» DIRECTIONS
Among the records, find the lines that hold the string "match" and return them.

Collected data
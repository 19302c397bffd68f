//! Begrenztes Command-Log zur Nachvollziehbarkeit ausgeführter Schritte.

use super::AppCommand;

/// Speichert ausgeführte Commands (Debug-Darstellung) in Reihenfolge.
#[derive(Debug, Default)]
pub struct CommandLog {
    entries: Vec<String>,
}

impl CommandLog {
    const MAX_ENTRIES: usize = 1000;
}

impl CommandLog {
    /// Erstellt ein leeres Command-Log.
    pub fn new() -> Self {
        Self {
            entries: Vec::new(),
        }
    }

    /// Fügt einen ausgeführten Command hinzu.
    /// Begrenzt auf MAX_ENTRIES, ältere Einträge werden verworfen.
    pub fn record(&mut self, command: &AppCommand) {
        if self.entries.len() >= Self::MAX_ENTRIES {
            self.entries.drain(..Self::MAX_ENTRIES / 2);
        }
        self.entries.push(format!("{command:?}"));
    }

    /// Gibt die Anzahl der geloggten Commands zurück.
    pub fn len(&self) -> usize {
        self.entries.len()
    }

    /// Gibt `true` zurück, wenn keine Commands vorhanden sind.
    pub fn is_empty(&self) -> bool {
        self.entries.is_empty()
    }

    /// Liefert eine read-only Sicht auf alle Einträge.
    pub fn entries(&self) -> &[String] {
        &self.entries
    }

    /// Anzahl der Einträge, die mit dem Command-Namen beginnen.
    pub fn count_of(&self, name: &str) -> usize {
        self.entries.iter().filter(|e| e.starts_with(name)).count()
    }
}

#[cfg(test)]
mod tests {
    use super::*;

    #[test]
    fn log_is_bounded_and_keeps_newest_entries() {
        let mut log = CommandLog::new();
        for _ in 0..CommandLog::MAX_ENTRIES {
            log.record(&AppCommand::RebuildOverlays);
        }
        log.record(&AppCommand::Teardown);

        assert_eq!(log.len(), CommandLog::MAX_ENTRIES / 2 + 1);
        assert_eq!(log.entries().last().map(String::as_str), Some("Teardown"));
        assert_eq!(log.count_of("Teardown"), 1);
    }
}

==

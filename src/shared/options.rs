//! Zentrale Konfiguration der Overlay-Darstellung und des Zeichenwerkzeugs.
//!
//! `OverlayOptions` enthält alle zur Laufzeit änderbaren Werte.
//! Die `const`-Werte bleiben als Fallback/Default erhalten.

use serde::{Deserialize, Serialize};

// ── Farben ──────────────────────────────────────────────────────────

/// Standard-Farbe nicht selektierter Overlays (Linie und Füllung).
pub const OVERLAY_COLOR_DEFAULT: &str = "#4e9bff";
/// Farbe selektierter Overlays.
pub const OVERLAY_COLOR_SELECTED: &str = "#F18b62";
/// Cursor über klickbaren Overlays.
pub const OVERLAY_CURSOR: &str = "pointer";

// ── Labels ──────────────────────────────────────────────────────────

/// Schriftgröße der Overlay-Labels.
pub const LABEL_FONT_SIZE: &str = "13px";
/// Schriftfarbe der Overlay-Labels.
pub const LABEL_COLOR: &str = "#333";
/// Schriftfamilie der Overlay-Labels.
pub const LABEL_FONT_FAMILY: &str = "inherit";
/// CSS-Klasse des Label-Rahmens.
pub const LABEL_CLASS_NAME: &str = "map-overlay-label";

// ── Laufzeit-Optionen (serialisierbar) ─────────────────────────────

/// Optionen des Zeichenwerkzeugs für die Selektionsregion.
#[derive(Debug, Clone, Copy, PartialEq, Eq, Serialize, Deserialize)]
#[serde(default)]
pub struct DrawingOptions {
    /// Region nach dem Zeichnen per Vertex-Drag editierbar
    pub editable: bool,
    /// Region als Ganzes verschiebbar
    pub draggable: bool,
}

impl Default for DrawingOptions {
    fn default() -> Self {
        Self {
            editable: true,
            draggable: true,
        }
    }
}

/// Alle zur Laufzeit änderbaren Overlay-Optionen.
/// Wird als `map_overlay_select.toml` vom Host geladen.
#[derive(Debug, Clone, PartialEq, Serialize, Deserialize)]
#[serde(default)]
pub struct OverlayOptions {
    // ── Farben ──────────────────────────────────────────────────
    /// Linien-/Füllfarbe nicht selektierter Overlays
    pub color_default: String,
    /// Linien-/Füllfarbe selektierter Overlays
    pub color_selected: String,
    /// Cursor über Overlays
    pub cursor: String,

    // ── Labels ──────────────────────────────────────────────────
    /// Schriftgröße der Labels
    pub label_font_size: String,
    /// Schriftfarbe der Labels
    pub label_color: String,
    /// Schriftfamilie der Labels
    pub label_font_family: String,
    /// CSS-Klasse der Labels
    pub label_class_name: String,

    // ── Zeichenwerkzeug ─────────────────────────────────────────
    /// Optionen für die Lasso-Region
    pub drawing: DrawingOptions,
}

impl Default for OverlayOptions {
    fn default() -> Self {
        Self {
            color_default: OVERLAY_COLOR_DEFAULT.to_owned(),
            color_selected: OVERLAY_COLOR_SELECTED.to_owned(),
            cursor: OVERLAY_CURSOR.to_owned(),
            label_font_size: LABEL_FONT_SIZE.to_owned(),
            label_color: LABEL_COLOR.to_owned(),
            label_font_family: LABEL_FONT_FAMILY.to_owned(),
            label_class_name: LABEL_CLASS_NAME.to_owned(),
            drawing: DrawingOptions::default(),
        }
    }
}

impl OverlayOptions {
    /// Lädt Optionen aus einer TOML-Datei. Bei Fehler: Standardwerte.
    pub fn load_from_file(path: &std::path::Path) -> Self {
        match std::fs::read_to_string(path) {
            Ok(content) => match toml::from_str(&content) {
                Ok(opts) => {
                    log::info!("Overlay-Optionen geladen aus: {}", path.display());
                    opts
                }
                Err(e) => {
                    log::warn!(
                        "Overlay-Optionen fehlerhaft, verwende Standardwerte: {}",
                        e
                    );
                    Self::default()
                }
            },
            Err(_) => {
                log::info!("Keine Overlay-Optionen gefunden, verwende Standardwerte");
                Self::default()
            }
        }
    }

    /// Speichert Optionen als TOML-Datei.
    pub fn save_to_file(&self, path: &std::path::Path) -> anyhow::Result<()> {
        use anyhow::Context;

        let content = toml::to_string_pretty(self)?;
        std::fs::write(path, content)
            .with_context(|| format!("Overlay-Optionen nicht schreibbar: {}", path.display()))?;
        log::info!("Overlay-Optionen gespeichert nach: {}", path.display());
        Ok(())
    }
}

» RESULT OF THE EXERCISE
        match std::fs::read_to_string(path) {
            Ok(content) => match toml::from_str(&content) {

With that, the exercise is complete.